I bet he was frustrated. He gave the cue for the pilot to land earlier on and he didn't, but its the pilots call at the end of the day. As they say all's well that ends well, and they both deserve the credit.


----------



## DerAdlerIstGelandet (Jun 4, 2011)

Yeah screw that ****.


----------



## evangilder (Jun 4, 2011)

I'm with you, Chris. I prefer landing on terra firma. But my hat's off to guys who can do that kind of flying.


----------



## Airframes (Jun 4, 2011)

And I bet he's one of those smug b***ards who can fall over clutching a pint of beer, and not spill a drop !


----------



## RabidAlien (Jun 4, 2011)

Yeesh! Time for a beer and a change of shorts! Not necessarily in that order.

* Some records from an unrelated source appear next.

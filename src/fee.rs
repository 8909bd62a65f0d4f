// 💰 Fee Calculator - elapsed time → billed minutes → amount
//
// Policy:
// - elapsed minutes are floored (partial minutes are never billed)
// - anything shorter than one minute is billed as one minute
// - amounts are rounded half-up to 2 decimals

use crate::clock::Clock;
use crate::error::{ParkingError, Result};
use chrono::NaiveDateTime;
use rust_decimal::{Decimal, RoundingStrategy};

const MINUTES_PER_HOUR: i64 = 60;

// ============================================================================
// RATE
// ============================================================================

/// Parking rate, stored per hour so the default 10/hour stays exact
#[derive(Debug, Clone, Copy, PartialEq, Eq)]
pub struct Rate {
    per_hour: Decimal,
}

impl Rate {
    pub fn per_hour(amount: Decimal) -> Result<Self> {
        if amount.is_sign_negative() && !amount.is_zero() {
            return Err(ParkingError::InvalidRate(format!(
                "rate must not be negative, got {}/hour",
                amount
            )));
        }
        Ok(Self { per_hour: amount })
    }

    pub fn per_minute(amount: Decimal) -> Result<Self> {
        let per_hour = amount
            .checked_mul(Decimal::from(MINUTES_PER_HOUR))
            .ok_or_else(|| ParkingError::InvalidRate(format!("{}/min is out of range", amount)))?;
        Self::per_hour(per_hour)
    }

    pub fn hourly(&self) -> Decimal {
        self.per_hour
    }
}

impl Default for Rate {
    /// 10 currency units per hour
    fn default() -> Self {
        Self {
            per_hour: Decimal::TEN,
        }
    }
}

// ============================================================================
// FEE COMPUTATION
// ============================================================================

#[derive(Debug, Clone, Copy, PartialEq, Eq)]
pub struct FeeQuote {
    pub billed_minutes: i64,
    pub amount: Decimal,
}

/// Whole minutes between two instants (floored, not clamped)
pub fn elapsed_minutes(entry: NaiveDateTime, exit: NaiveDateTime) -> i64 {
    (exit - entry).num_seconds().div_euclid(60)
}

pub fn compute_fee(entry: NaiveDateTime, exit: NaiveDateTime, rate: &Rate) -> Result<FeeQuote> {
    if exit < entry {
        return Err(ParkingError::InvalidInterval { entry, exit });
    }

    let billed_minutes = elapsed_minutes(entry, exit).max(1);

    let amount = Decimal::from(billed_minutes)
        .checked_mul(rate.hourly())
        .and_then(|total| total.checked_div(Decimal::from(MINUTES_PER_HOUR)))
        .ok_or_else(|| {
            ParkingError::InvalidRate(format!(
                "fee for {} minutes at {}/hour overflows",
                billed_minutes,
                rate.hourly()
            ))
        })?;

    Ok(FeeQuote {
        billed_minutes,
        amount: round_currency(amount),
    })
}

/// Same as compute_fee with the exit taken from the clock
pub fn compute_fee_until_now(entry: NaiveDateTime, rate: &Rate, clock: &dyn Clock) -> Result<FeeQuote> {
    compute_fee(entry, clock.now(), rate)
}

/// Half-up to cents, always carrying exactly two decimal places
pub fn round_currency(amount: Decimal) -> Decimal {
    let mut rounded = amount.round_dp_with_strategy(2, RoundingStrategy::MidpointAwayFromZero);
    rounded.rescale(2);
    rounded
}

// ============================================================================
// DISPLAY HELPERS
// ============================================================================

/// "45 min", "2 hr", "1 hr 5 min"
pub fn format_duration(minutes: i64) -> String {
    let minutes = minutes.max(0);
    if minutes >= MINUTES_PER_HOUR {
        let hrs = minutes / MINUTES_PER_HOUR;
        let mins = minutes % MINUTES_PER_HOUR;
        if mins == 0 {
            format!("{} hr", hrs)
        } else {
            format!("{} hr {} min", hrs, mins)
        }
    } else {
        format!("{} min", minutes)
    }
}

pub fn format_currency(amount: Decimal, symbol: &str) -> String {
    format!("{}{:.2}", symbol, round_currency(amount))
}

#[cfg(test)]
mod tests {
    use super::*;
    use crate::clock::{parse_timestamp, ManualClock};
    use chrono::Duration;

    fn ts(s: &str) -> NaiveDateTime {
        parse_timestamp(s).unwrap()
    }

    #[test]
    fn test_two_hours_at_default_rate() {
        let rate = Rate::per_minute(Decimal::TEN / Decimal::from(60)).unwrap();
        let quote = compute_fee(ts("2024-01-01 10:00:00"), ts("2024-01-01 12:00:00"), &rate).unwrap();

        assert_eq!(quote.billed_minutes, 120);
        assert_eq!(quote.amount, Decimal::new(2000, 2));
    }

    #[test]
    fn test_same_instant_bills_one_minute() {
        let rate = Rate::default();
        let t = ts("2024-01-01 10:00:00");
        let quote = compute_fee(t, t, &rate).unwrap();

        assert_eq!(quote.billed_minutes, 1);
        // 10/60 = 0.1666.. → 0.17
        assert_eq!(quote.amount, Decimal::new(17, 2));
    }

    #[test]
    fn test_ten_second_stay_is_one_minute() {
        let quote = compute_fee(
            ts("2024-01-01 10:00:00"),
            ts("2024-01-01 10:00:10"),
            &Rate::default(),
        )
        .unwrap();
        assert_eq!(quote.billed_minutes, 1);
    }

    #[test]
    fn test_partial_minutes_are_floored() {
        let quote = compute_fee(
            ts("2024-01-01 10:00:00"),
            ts("2024-01-01 10:02:59"),
            &Rate::default(),
        )
        .unwrap();
        assert_eq!(quote.billed_minutes, 2);
        assert_eq!(quote.amount, Decimal::new(33, 2));
    }

    #[test]
    fn test_exit_before_entry_is_rejected() {
        let result = compute_fee(
            ts("2024-01-01 10:00:00"),
            ts("2024-01-01 09:59:59"),
            &Rate::default(),
        );
        assert!(matches!(result, Err(ParkingError::InvalidInterval { .. })));
    }

    #[test]
    fn test_fee_is_monotonic_in_elapsed_time() {
        let rate = Rate::per_hour(Decimal::new(735, 1)).unwrap();
        let entry = ts("2024-01-01 00:00:00");

        let mut previous = Decimal::ZERO;
        for secs in (0..6 * 3600).step_by(37) {
            let quote = compute_fee(entry, entry + Duration::seconds(secs), &rate).unwrap();
            assert!(quote.amount >= previous, "fee dropped at {}s", secs);
            assert!(quote.billed_minutes >= 1);
            previous = quote.amount;
        }
    }

    #[test]
    fn test_half_up_rounding() {
        // 3 min at 0.3/hour = 0.015 exactly → 0.02
        let rate = Rate::per_hour(Decimal::new(3, 1)).unwrap();
        let quote = compute_fee(
            ts("2024-01-01 10:00:00"),
            ts("2024-01-01 10:03:00"),
            &rate,
        )
        .unwrap();
        assert_eq!(quote.amount, Decimal::new(2, 2));
    }

    #[test]
    fn test_negative_rate_rejected() {
        assert!(matches!(
            Rate::per_hour(Decimal::new(-1, 0)),
            Err(ParkingError::InvalidRate(_))
        ));
        assert!(Rate::per_minute(Decimal::ZERO).is_ok());
    }

    #[test]
    fn test_zero_rate_is_free() {
        let rate = Rate::per_hour(Decimal::ZERO).unwrap();
        let quote = compute_fee(ts("2024-01-01 10:00:00"), ts("2024-01-01 15:00:00"), &rate).unwrap();
        assert_eq!(quote.amount, Decimal::ZERO);
        assert_eq!(quote.billed_minutes, 300);
    }

    #[test]
    fn test_fee_until_now_uses_clock() {
        let clock = ManualClock::at("2024-01-01 11:30:00").unwrap();
        let quote = compute_fee_until_now(ts("2024-01-01 10:00:00"), &Rate::default(), &clock).unwrap();
        assert_eq!(quote.billed_minutes, 90);
        assert_eq!(quote.amount, Decimal::new(1500, 2));
    }

    #[test]
    fn test_format_duration() {
        assert_eq!(format_duration(0), "0 min");
        assert_eq!(format_duration(45), "45 min");
        assert_eq!(format_duration(120), "2 hr");
        assert_eq!(format_duration(65), "1 hr 5 min");
    }

    #[test]
    fn test_format_currency() {
        assert_eq!(format_currency(Decimal::new(2000, 2), "P"), "P20.00");
        assert_eq!(format_currency(Decimal::new(17, 2), "₱"), "₱0.17");
        assert_eq!(format_currency(Decimal::TEN, "$"), "$10.00");
    }
}
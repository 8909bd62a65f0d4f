// 🧾 Receipt - read-only summary of a completed check-out

use crate::clock::format_timestamp;
use crate::fee::{format_currency, format_duration, Rate};
use chrono::NaiveDateTime;
use rust_decimal::Decimal;

const RECEIPT_WIDTH: usize = 40;

#[derive(Debug, Clone, PartialEq, Eq)]
pub struct Receipt {
    pub vehicle_id: i64,
    pub payment_id: i64,
    pub vehicle_number: String,
    pub owner_name: Option<String>,
    pub slot_number: String,
    pub entry_time: NaiveDateTime,
    pub exit_time: NaiveDateTime,
    pub billed_minutes: i64,
    pub amount: Decimal,
    pub rate: Rate,
}

impl Receipt {
    /// TXN-<exit YYYYMMDDHHMMSS>-<vehicle_id>
    pub fn transaction_id(&self) -> String {
        format!(
            "TXN-{}-{}",
            self.exit_time.format("%Y%m%d%H%M%S"),
            self.vehicle_id
        )
    }

    pub fn duration_text(&self) -> String {
        format_duration(self.billed_minutes)
    }

    /// Label/value rows in display order
    pub fn lines(&self, currency_symbol: &str) -> Vec<(&'static str, String)> {
        let mut lines = vec![("Plate Number:", self.vehicle_number.clone())];
        if let Some(owner) = &self.owner_name {
            lines.push(("Owner:", owner.clone()));
        }
        lines.push(("Slot:", self.slot_number.clone()));
        lines.push(("Time-In:", format_timestamp(&self.entry_time)));
        lines.push(("Time-Out:", format_timestamp(&self.exit_time)));
        lines.push(("Duration:", self.duration_text()));
        lines.push((
            "Rate:",
            format!("{}/hour", format_currency(self.rate.hourly(), currency_symbol)),
        ));
        lines
    }

    pub fn render(&self, currency_symbol: &str) -> String {
        let rule = "-".repeat(RECEIPT_WIDTH);
        let mut out = String::new();

        out.push_str(&center("ParkinUP"));
        out.push_str(&center("Automated Parking System"));
        out.push_str(&rule);
        out.push('\n');

        for (label, value) in self.lines(currency_symbol) {
            out.push_str(&spread(label, &value));
        }

        out.push_str(&rule);
        out.push('\n');
        out.push_str(&spread(
            "TOTAL FEE:",
            &format_currency(self.amount, currency_symbol),
        ));
        out.push_str(&rule);
        out.push('\n');
        out.push_str(&center("Thank you for parking with us!"));
        out.push_str(&center(&format!("Transaction ID: {}", self.transaction_id())));
        out
    }
}

fn center(text: &str) -> String {
    format!("{:^width$}\n", text, width = RECEIPT_WIDTH)
}

fn spread(label: &str, value: &str) -> String {
    let used = label.chars().count() + value.chars().count();
    let gap = RECEIPT_WIDTH.saturating_sub(used).max(1);
    format!("{}{}{}\n", label, " ".repeat(gap), value)
}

Didn't somebody at one time have a system for pitching-deck helicopter recovery where the helicopter would lower a cable with a hook, someone would hook the cable to the deck, and the helicopter would then "winch" itself down onto the deck? I remember seeing a video of that, and thinking "they're screwed if the wind blows them sideways into the superstructure or over the railing...they couldn't take evasive actions".


----------



## Glider (Jun 4, 2011)

There was something called the Beartrap designed by the Canadian Navy which operated along the lines you mention but some navies used a probe once the helicopter was on the deck to stop it sliding off.


----------



## Gnomey (Jun 4, 2011)

Impressive piece of flying but I'm with most of you guys f*ck that sh*t. I'll sick to dry land landings.


----------



## vikingBerserker (Jun 4, 2011)

Now that was impressive!


----------



## Crimea_River (Jun 5, 2011)

I remember seeing recruiting RCN commercials featuring the Beartrap. Here's an article on it:ReadyAyeReady.com - The Canadian Navy


----------



## dogsbody (Jun 11, 2011)

I wonder who got the job of helping the pilot to un-pucker his arse off of the seat? I know mine would have been well suctioned on.



Chris


----------



## tyrodtom (Jun 12, 2011)

I think the seats have holes in the bottom to prevent that, and for other reasons.


----------



## wheelsup_cavu (Jun 18, 2011)

Get out your seasick bag, cause you're going to need it as soon as we land. 


Wheels


----------